O falecido marido de Sabriye Karan trabalhou para a companhia ferroviária nacional turca por 32 anos e sua filha, Nehir, cresceu andando de trem. Depois que fortes terremotos atingiram a Turquia e danificaram sua casa, ela e Nehir se mudaram para um vagão, relata a Reuters.
“Nunca imaginamos que viveríamos aqui”, disse Sabriye, que divide uma cabine de duas camas com Nehir, de 13 anos, há 18 dias. “Normalmente, é uma alegria viajar de trem. Mas agora é diferente.”
As autoridades turcas precisam encontrar acomodação para mais de 1,5 milhão de pessoas que ficaram desabrigadas após os grandes terremotos de fevereiro, que mataram cerca de 50.000 na Turquia e na Síria. Os sobreviventes têm se abrigado em tendas, casas em contêineres, hotéis e até vagões de trem em Iskenderun, uma cidade portuária na província de Hatay, duramente atingida pelos terremotos.
Embora o apartamento do terceiro andar de Sabriye e Nehir tenha sido apenas levemente atingido, com algumas rachaduras aparecendo nas paredes, eles temem voltar. Os terremotos e tremores secundários causaram mais danos aos edifícios enfraquecidos e as autoridades alertaram as pessoas de que muitos não são seguros para entrar.
A estação de Iskenderun está aberta, mas dois trilhos estão cheios de vagões que abrigam centenas de sobreviventes. Os primeiros a chegar, como Sabriye e Nehir, encontraram cabines para dormir. Outros, como Arafat Ates, 63, e sua esposa Zeliha, 53, dormem nos assentos.

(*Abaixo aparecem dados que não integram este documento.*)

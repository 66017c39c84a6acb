//! Repository layer.
//!
//! [`SalesSummaryRepository`] is the storage capability the HTTP resource is
//! constructed with. Two implementations exist: [`PgSalesSummaryRepo`] for
//! production and [`InMemorySalesSummaryRepo`] for tests and local runs
//! without a database.

use async_trait::async_trait;
use salesboard_core::pagination::{Page, PageRequest};
use salesboard_core::types::DbId;

use crate::models::sales_summary::{SalesSummary, SalesSummarySortField};

pub mod memory_repo;
pub mod sales_summary_repo;

pub use memory_repo::InMemorySalesSummaryRepo;
pub use sales_summary_repo::PgSalesSummaryRepo;

/// Result type shared by all repository implementations.
pub type RepoResult<T> = Result<T, sqlx::Error>;

/// Storage operations for product sales summaries.
#[async_trait]
pub trait SalesSummaryRepository: Send + Sync {
    /// Persist `entity`.
    ///
    /// Without an id a new record is inserted and assigned one. With an id
    /// the record under that id is overwritten, or created if it does not
    /// exist yet.
    async fn save(&self, entity: SalesSummary) -> RepoResult<SalesSummary>;

    /// Fetch one window of the collection plus the total record count.
    async fn find_all(
        &self,
        request: &PageRequest<SalesSummarySortField>,
    ) -> RepoResult<Page<SalesSummary>>;

    async fn find_by_id(&self, id: DbId) -> RepoResult<Option<SalesSummary>>;

    /// Remove the record with `id`. Returns `true` if a record was removed;
    /// a missing record is not an error.
    async fn delete_by_id(&self, id: DbId) -> RepoResult<bool>;

    /// Verify the backing store is reachable.
    async fn health_check(&self) -> RepoResult<()>;
}
use std::sync::Arc;

use salesboard_db::repositories::SalesSummaryRepository;

use crate::headers::AlertHeaders;

/// Shared application state available to all Axum handlers via `State<AppState>`.
///
/// This is cheaply cloneable (inner data is behind `Arc` or is already `Clone`).
#[derive(Clone)]
pub struct AppState {
    /// Sales summary storage.
    pub repo: Arc<dyn SalesSummaryRepository>,
    /// Builders for the `X-<app>-*` notification headers.
    pub alerts: AlertHeaders,
}
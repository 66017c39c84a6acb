//! Sales summary API server library.
//!
//! Exposes the building blocks (config, state, error handling, DTOs, header
//! builders, routes) so integration tests and the binary entrypoint can both
//! access them.

pub mod config;
pub mod dto;
pub mod error;
pub mod handlers;
pub mod headers;
pub mod mapper;
pub mod pagination;
pub mod query;
pub mod response;
pub mod router;
pub mod routes;
pub mod state;
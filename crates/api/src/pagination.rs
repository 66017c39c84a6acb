//! `X-Total-Count` and `Link` headers for paginated listings.

use axum::http::header::{HeaderMap, HeaderName, HeaderValue, InvalidHeaderValue, LINK};
use salesboard_core::pagination::Page;

pub const TOTAL_COUNT: HeaderName = HeaderName::from_static("x-total-count");

/// Build the pagination headers for `page`, with links relative to `base_url`.
///
/// The `Link` header always contains `last` and `first`; `next` and `prev`
/// are present only when such a page exists.
pub fn pagination_headers<T>(
    page: &Page<T>,
    base_url: &str,
) -> Result<HeaderMap, InvalidHeaderValue> {
    let mut headers = HeaderMap::new();
    headers.insert(TOTAL_COUNT, HeaderValue::from(page.total));
    headers.insert(LINK, HeaderValue::try_from(link_header(page, base_url))?);
    Ok(headers)
}

fn link_header<T>(page: &Page<T>, base_url: &str) -> String {
    let link = |index: i64, rel: &str| {
        format!(
            "<{base_url}?page={index}&size={size}>; rel=\"{rel}\"",
            size = page.size
        )
    };

    let mut links = Vec::with_capacity(4);
    if page.has_next() {
        links.push(link(page.page + 1, "next"));
    }
    if page.has_previous() {
        links.push(link(page.page - 1, "prev"));
    }
    let last_page = (page.total_pages() - 1).max(0);
    links.push(link(last_page, "last"));
    links.push(link(0, "first"));
    links.join(",")
}
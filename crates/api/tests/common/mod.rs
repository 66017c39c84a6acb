#![allow(dead_code)]

use std::sync::Arc;

use axum::body::Body;
use axum::http::{Method, Request};
use axum::response::Response;
use axum::Router;
use http_body_util::BodyExt;
use tower::ServiceExt;

use salesboard_api::config::{ServerConfig, StorageBackend};
use salesboard_api::headers::AlertHeaders;
use salesboard_api::router::build_app_router;
use salesboard_api::state::AppState;
use salesboard_db::repositories::InMemorySalesSummaryRepo;

/// Router plus a handle on its storage so tests can inspect side effects.
pub struct TestApp {
    pub router: Router,
    pub repo: Arc<InMemorySalesSummaryRepo>,
}

/// Build a test `ServerConfig` with safe defaults.
pub fn test_config() -> ServerConfig {
    ServerConfig {
        host: "127.0.0.1".to_string(),
        port: 0,
        cors_origins: vec!["http://localhost:5173".to_string()],
        request_timeout_secs: 30,
        app_header_prefix: "salesboardApp".to_string(),
        storage_backend: StorageBackend::Memory,
    }
}

/// Build the full application router over an empty in-memory repository.
///
/// Uses the same `build_app_router` as `main.rs` so tests exercise the
/// production middleware stack.
pub fn build_test_app() -> TestApp {
    let config = test_config();
    let repo = Arc::new(InMemorySalesSummaryRepo::new());
    let state = AppState {
        repo: repo.clone(),
        alerts: AlertHeaders::new(&config.app_header_prefix).unwrap(),
    };
    let router = build_app_router(state, &config).unwrap();
    TestApp { router, repo }
}

pub async fn send(app: &TestApp, request: Request<Body>) -> Response {
    app.router.clone().oneshot(request).await.unwrap()
}

pub async fn get(app: &TestApp, uri: &str) -> Response {
    let request = Request::builder()
        .method(Method::GET)
        .uri(uri)
        .body(Body::empty())
        .unwrap();
    send(app, request).await
}

pub async fn delete(app: &TestApp, uri: &str) -> Response {
    let request = Request::builder()
        .method(Method::DELETE)
        .uri(uri)
        .body(Body::empty())
        .unwrap();
    send(app, request).await
}

async fn send_json(app: &TestApp, method: Method, uri: &str, json: serde_json::Value) -> Response {
    let request = Request::builder()
        .method(method)
        .uri(uri)
        .header("content-type", "application/json")
        .body(Body::from(serde_json::to_vec(&json).unwrap()))
        .unwrap();
    send(app, request).await
}

pub async fn post_json(app: &TestApp, uri: &str, json: serde_json::Value) -> Response {
    send_json(app, Method::POST, uri, json).await
}

pub async fn put_json(app: &TestApp, uri: &str, json: serde_json::Value) -> Response {
    send_json(app, Method::PUT, uri, json).await
}

pub async fn body_bytes(response: Response) -> Vec<u8> {
    response
        .into_body()
        .collect()
        .await
        .unwrap()
        .to_bytes()
        .to_vec()
}

pub async fn body_json(response: Response) -> serde_json::Value {
    serde_json::from_slice(&body_bytes(response).await).unwrap()
}

/// Read a response header as `&str`, panicking with a helpful message if absent.
pub fn header<'a>(response: &'a Response, name: &str) -> &'a str {
    response
        .headers()
        .get(name)
        .unwrap_or_else(|| panic!("missing header {name}"))
        .to_str()
        .unwrap()
}
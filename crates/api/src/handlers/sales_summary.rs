//! Handlers for the `/product-sales-summaries` resource.

use axum::extract::{Path, Query, State};
use axum::http::header::{HeaderValue, LOCATION};
use axum::http::StatusCode;
use axum::response::{IntoResponse, Response};
use axum::Json;
use salesboard_core::error::CoreError;
use salesboard_core::pagination::PageRequest;
use salesboard_core::types::DbId;
use salesboard_db::models::sales_summary::SalesSummarySortField;
use validator::Validate;

use crate::dto::SalesSummaryDto;
use crate::error::{AppError, AppResult};
use crate::mapper::SalesSummaryMapper;
use crate::pagination::pagination_headers;
use crate::query::PageParams;
use crate::response::wrap_or_not_found;
use crate::state::AppState;

/// Entity name used in alert headers.
const ENTITY_NAME: &str = "productSalesSummary";

/// Public path of the collection, used for `Location` and `Link` headers.
pub const BASE_PATH: &str = "/api/product-sales-summaries";

/// POST /api/product-sales-summaries
///
/// Rejects a body that already carries an id with 400.
pub async fn create(
    State(state): State<AppState>,
    Json(dto): Json<SalesSummaryDto>,
) -> AppResult<Response> {
    tracing::debug!(?dto, "REST request to save ProductSalesSummary");
    dto.validate()?;
    if dto.id.is_some() {
        let message = format!("A new {ENTITY_NAME} cannot already have an ID");
        let headers = state.alerts.failure(ENTITY_NAME, "idexists", &message);
        return Err(AppError::Alerted {
            error: CoreError::Validation(message),
            headers,
        });
    }
    save_new(&state, dto).await
}

/// PUT /api/product-sales-summaries
///
/// A body without an id is treated as a create. Otherwise the record is
/// saved under the given id without checking that it exists.
pub async fn update(
    State(state): State<AppState>,
    Json(dto): Json<SalesSummaryDto>,
) -> AppResult<Response> {
    tracing::debug!(?dto, "REST request to update ProductSalesSummary");
    dto.validate()?;
    let Some(id) = dto.id else {
        return save_new(&state, dto).await;
    };

    let saved = state.repo.save(SalesSummaryMapper::to_entity(dto)).await?;
    let result = SalesSummaryMapper::to_dto(saved);
    let headers = state.alerts.entity_update(ENTITY_NAME, id);
    Ok((StatusCode::OK, headers, Json(result)).into_response())
}

/// GET /api/product-sales-summaries?page=&size=&sort=
pub async fn list(
    State(state): State<AppState>,
    Query(params): Query<PageParams>,
) -> AppResult<Response> {
    tracing::debug!(?params, "REST request to get a page of ProductSalesSummaries");
    let request = PageRequest::<SalesSummarySortField>::from_params(
        params.page,
        params.size,
        params.sort.as_deref(),
    )?;

    let page = state.repo.find_all(&request).await?;
    let headers = pagination_headers(&page, BASE_PATH)
        .map_err(|e| AppError::InternalError(format!("invalid pagination header: {e}")))?;
    let body = SalesSummaryMapper::to_dto_list(page.items);
    Ok((StatusCode::OK, headers, Json(body)).into_response())
}

/// GET /api/product-sales-summaries/{id}
///
/// Responds 404 with an empty body when no record has this id.
pub async fn get_by_id(
    State(state): State<AppState>,
    Path(id): Path<DbId>,
) -> AppResult<Response> {
    tracing::debug!(id, "REST request to get ProductSalesSummary");
    let dto = state
        .repo
        .find_by_id(id)
        .await?
        .map(SalesSummaryMapper::to_dto);
    Ok(wrap_or_not_found(dto))
}

/// DELETE /api/product-sales-summaries/{id}
///
/// Always 200; deleting an unknown id is not reported as an error.
pub async fn delete(
    State(state): State<AppState>,
    Path(id): Path<DbId>,
) -> AppResult<Response> {
    tracing::debug!(id, "REST request to delete ProductSalesSummary");
    let removed = state.repo.delete_by_id(id).await?;
    if !removed {
        tracing::debug!(id, "No ProductSalesSummary to delete");
    }
    let headers = state.alerts.entity_deletion(ENTITY_NAME, id);
    Ok((StatusCode::OK, headers).into_response())
}

/// Insert a validated, id-less DTO and build the 201 response.
async fn save_new(state: &AppState, dto: SalesSummaryDto) -> AppResult<Response> {
    let saved = state.repo.save(SalesSummaryMapper::to_entity(dto)).await?;
    let id = saved
        .id
        .ok_or_else(|| CoreError::Internal("repository returned a record without an id".into()))?;
    let result = SalesSummaryMapper::to_dto(saved);

    let mut headers = state.alerts.entity_creation(ENTITY_NAME, id);
    let location = HeaderValue::try_from(format!("{BASE_PATH}/{id}"))
        .map_err(|e| AppError::InternalError(format!("invalid Location header: {e}")))?;
    headers.insert(LOCATION, location);

    Ok((StatusCode::CREATED, headers, Json(result)).into_response())
}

“Hatay, nossa bela terra”, lamentaram. “Não sabemos como vamos superar esse desastre.”
Em outro vagão estavam Yusuf Kurma, 20, e Aysel Ozcelik, 20, de mãos dadas. O casal, que planejava se casar, correu para se encontrar após o primeiro choque. Agora eles devem adiar o casamento. “Não podemos ter um casamento quando temos tantos mortos”, disse Ozcelik.
Medo de ir para casa
Escadas e pequenos bancos pontilham os trilhos para ajudar as pessoas a chegar aos vagões. Ocasionalmente, um funcionário da estação avisa os sobreviventes que atravessam os trilhos que um trem está se aproximando.
A princípio, toda vez que um trem que passava buzinava, assustava Sabriye e Nehir. “Agora estamos acostumados com isso”, disse a funcionária de 57 anos do escritório de advocacia.
Sua cabine estreita, da largura de uma janela de trem, contém alguns itens essenciais e é mais quente nas noites frias do que uma barraca. A família passa pelo menos 18 horas por dia lá dentro, saindo apenas para fazer caminhadas curtas pela estação e fazer fila para o café da manhã e jantar servidos por grupos de ajuda.
A escassez de convívio, desde que o terremoto abalou suas vidas, afetou sua saúde mental, disse Sabriye. Seu marido morreu de covid-19 em 2020 e ela lutou para lidar com a perda, agora agravada pelo trauma do terremoto.
“Eu me sinto tão sozinha”, disse ela. “Sinto falta da nossa vida social e de tomar café com os vizinhos.”
A mãe e a filha visitam seu apartamento por algumas horas todos os dias. Elas se movem com cuidado, mas tomam banho, lavam a roupa e comem. Quando elas saem, Sabriye recita uma oração.
“Não sei se quando eu voltar, ainda estará de pé ou não”, disse ela.
Depois que as autoridades locais determinaram que seu prédio estava apenas moderadamente danificado e, portanto, seguro, a dupla tentou dormir em casa novamente. Mas quando sentiram o que pensaram ser outro tremor, entraram em pânico e fugiram, disse Sabriye.
“Temos muito medo de ir para casa, especialmente à noite.”
Ela insiste que um dia voltará para sua casa e deixou o conteúdo intacto. Ela colocou a televisão no chão e colocou travesseiros em volta, para o caso de outro choque.
Por enquanto, a transitoriedade normalmente associada às estações de trem evoluiu para uma permanência ambivalente para as duas.
Mas mesmo na relativa segurança do vagão do trem, a ansiedade persiste. Certa noite, enquanto um ferroviário consertava os trilhos, o trem deu um solavanco, fazendo Nehir ofegar e se agarrar à mãe.
“Aqui, quando há tremor, pessoas morrem”, disse Sabriye.